Les responsables de blocs se voient confier de plus en plus de tâches relatives à la surveillance des résidents et la remontée d’informations sur le quotidien de ces derniers. Les croyants et les dissidents sont les principales cibles.
Afin de surveiller et contrôler davantage ses citoyens, l’État chinois a procédé l’année dernière à une division des communautés des quartiers en blocs de 15 à 20 ménages chacun, avec à la tête un responsable chargé de surveiller les résidents et signaler à ses supérieurs tout « danger dissimulé », susceptible de nuire au régime.
Selon les médias officiels en Chine continentale, lors de la réunion nationale des chefs de Bureaux de la sécurité publique au mois de janvier de l’année en cours, le ministre de la Sécurité publique a annoncé que sauvegarder la sécurité du régime et se prémunir contre les risques politiques sont des priorités absolues du travail de sécurité publique en 2019. Les responsables de bloc constituent un élément essentiel pour cette tâche. C’est la raison pour laquelle les ordonnances relatives à leurs travaux contiennent de plus en plus de détails, et de nouvelles responsabilités sont régulièrement ajoutées à leur routine quotidienne.

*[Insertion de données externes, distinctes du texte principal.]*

use chrono::{DateTime, Datelike, NaiveDate, Utc};
use serde::{Deserialize, Serialize};
use uuid::Uuid;

use super::Cents;

pub type SavingsGoalId = Uuid;

/// A target amount to save, optionally by a date.
///
/// `current_cents` stays within `0..=target_cents`; the goal counts as
/// completed exactly when it reaches the target.
#[derive(Debug, Clone, Serialize, Deserialize)]
pub struct SavingsGoal {
    pub id: SavingsGoalId,
    pub name: String,
    pub target_cents: Cents,
    pub current_cents: Cents,
    pub description: Option<String>,
    pub target_date: Option<NaiveDate>,
    pub color: String,
    pub icon: String,
    pub is_completed: bool,
    pub created_at: DateTime<Utc>,
}

impl SavingsGoal {
    pub fn new(name: String, target_cents: Cents) -> Self {
        Self {
            id: Uuid::new_v4(),
            name,
            target_cents,
            current_cents: 0,
            description: None,
            target_date: None,
            color: "#34C759".to_string(),
            icon: "star".to_string(),
            is_completed: false,
            created_at: Utc::now(),
        }
    }

    pub fn with_current(mut self, current_cents: Cents) -> Self {
        self.current_cents = current_cents;
        self.refresh_completion();
        self
    }

    pub fn with_description(mut self, description: impl Into<String>) -> Self {
        self.description = Some(description.into());
        self
    }

    pub fn with_target_date(mut self, date: NaiveDate) -> Self {
        self.target_date = Some(date);
        self
    }

    pub fn refresh_completion(&mut self) {
        self.is_completed = self.current_cents >= self.target_cents;
    }

    /// Whole-number progress in [0, 100].
    pub fn progress_percent(&self) -> u8 {
        if self.target_cents <= 0 {
            return 0;
        }
        let pct = self.current_cents.saturating_mul(100) / self.target_cents;
        pct.clamp(0, 100) as u8
    }

    pub fn remaining(&self) -> Cents {
        self.target_cents - self.current_cents
    }

    /// Days until the target date; negative once it has passed.
    pub fn days_left(&self, today: NaiveDate) -> Option<i64> {
        self.target_date
            .map(|date| date.signed_duration_since(today).num_days())
    }

    /// Monthly contribution needed to hit the target by the target date.
    /// Overdue or same-month deadlines count as one month left.
    pub fn required_monthly(&self, today: NaiveDate) -> Option<Cents> {
        let date = self.target_date?;
        let remaining = self.remaining().max(0);
        let months = (date.year() - today.year()) as i64 * 12 + date.month() as i64
            - today.month() as i64;
        let months = months.max(1);
        Some((remaining + months - 1) / months)
    }
}

/// Aggregate over goals that are still in progress.
#[derive(Debug, Clone, Default, Serialize, Deserialize)]
pub struct GoalTotals {
    pub total_target: Cents,
    pub total_current: Cents,
    pub active_goals: i64,
}

#[cfg(test)]
mod tests {
    use super::*;

    fn date(s: &str) -> NaiveDate {
        NaiveDate::parse_from_str(s, "%Y-%m-%d").unwrap()
    }

    #[test]
    fn test_progress_truncates() {
        let goal = SavingsGoal::new("Bike".into(), 30000).with_current(10000);
        assert_eq!(goal.progress_percent(), 33);
        assert_eq!(goal.remaining(), 20000);
        assert!(!goal.is_completed);
    }

    #[test]
    fn test_reaching_target_completes() {
        let goal = SavingsGoal::new("Bike".into(), 30000).with_current(30000);
        assert!(goal.is_completed);
        assert_eq!(goal.progress_percent(), 100);
        assert_eq!(goal.remaining(), 0);
    }

    #[test]
    fn test_days_left() {
        let goal = SavingsGoal::new("Trip".into(), 100000).with_target_date(date("2024-03-01"));
        assert_eq!(goal.days_left(date("2024-02-20")), Some(10));
        assert_eq!(goal.days_left(date("2024-03-05")), Some(-4));

        let open = SavingsGoal::new("Rainy day".into(), 100000);
        assert_eq!(open.days_left(date("2024-02-20")), None);
    }

    #[test]
    fn test_required_monthly_rounds_up() {
        let goal = SavingsGoal::new("Trip".into(), 100000)
            .with_current(10000)
            .with_target_date(date("2024-07-15"));
        // 90000 over 4 months (March..July)
        assert_eq!(goal.required_monthly(date("2024-03-10")), Some(22500));
        // 90000 over 7 months (Dec..July) = 12857.14 -> 12858
        assert_eq!(goal.required_monthly(date("2023-12-01")), Some(12858));
        // Past deadline: everything is due now
        assert_eq!(goal.required_monthly(date("2024-09-01")), Some(90000));
    }
}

Les « je-sais-tout » communautaires
Le devoir principal du responsable de bloc est d’être au fait de tout ce qui se passe dans la communauté dont il a la charge. « Ils doivent connaître les membres de chaque famille relevant de leurs sphères de compétence, leur occupation, leur âge, etc. », a expliqué à Bitter Winter, un responsable de bloc de la province orientale du Shandong qui assume cette responsabilité depuis un certain temps. « Nous devons accorder une attention particulière aux ménages qui sont en location. Nous demandons même à leurs voisins de garder un œil sur eux. Tous les nouveaux locataires doivent rencontrer le responsable de bloc aussitôt qu’ils emménagent.
Ce responsable de bloc a déclaré qu’il lui faut effectuer des rondes dans les débits de boissons et lieux de divertissement, tout comme dans d’autres lieux publics de sa circonscription, afin d’effectuer des observations et s’enquérir des sujets d’importance variable. « Les responsables de bloc doivent être des “je-sais-tout” qui sont au courant des moindres faits et gestes des résidents, qui doivent même pressentir les disputes entre résidents ou les querelles de couple ».
En plus des zones résidentielles et des institutions publiques telles que les hôpitaux et écoles, les responsables de bloc doivent également patrouiller et inspecter les lieux de culte et garder un œil sur les croyants.
« Les anciens détenus et les croyants sont les principales cibles de la supervision. Les membres de l’Église de Dieu Tout-Puissant [EDTP] en particulier doivent être identifiés, surveillés et dénoncés », a déclaré le responsable de bloc. « Nous devons être au courant lorsque les membres de pareilles familles sortent de leurs maisons et lorsqu’ils y retournent, et surtout les soumettre à une surveillance rigoureuse pendant les “jours sensibles” ». Par « jours sensibles », il fait allusion aux jours d’importantes réunions des autorités ou de commémoration des évènements tragiques, tels que le massacre de la place Tian’anmen.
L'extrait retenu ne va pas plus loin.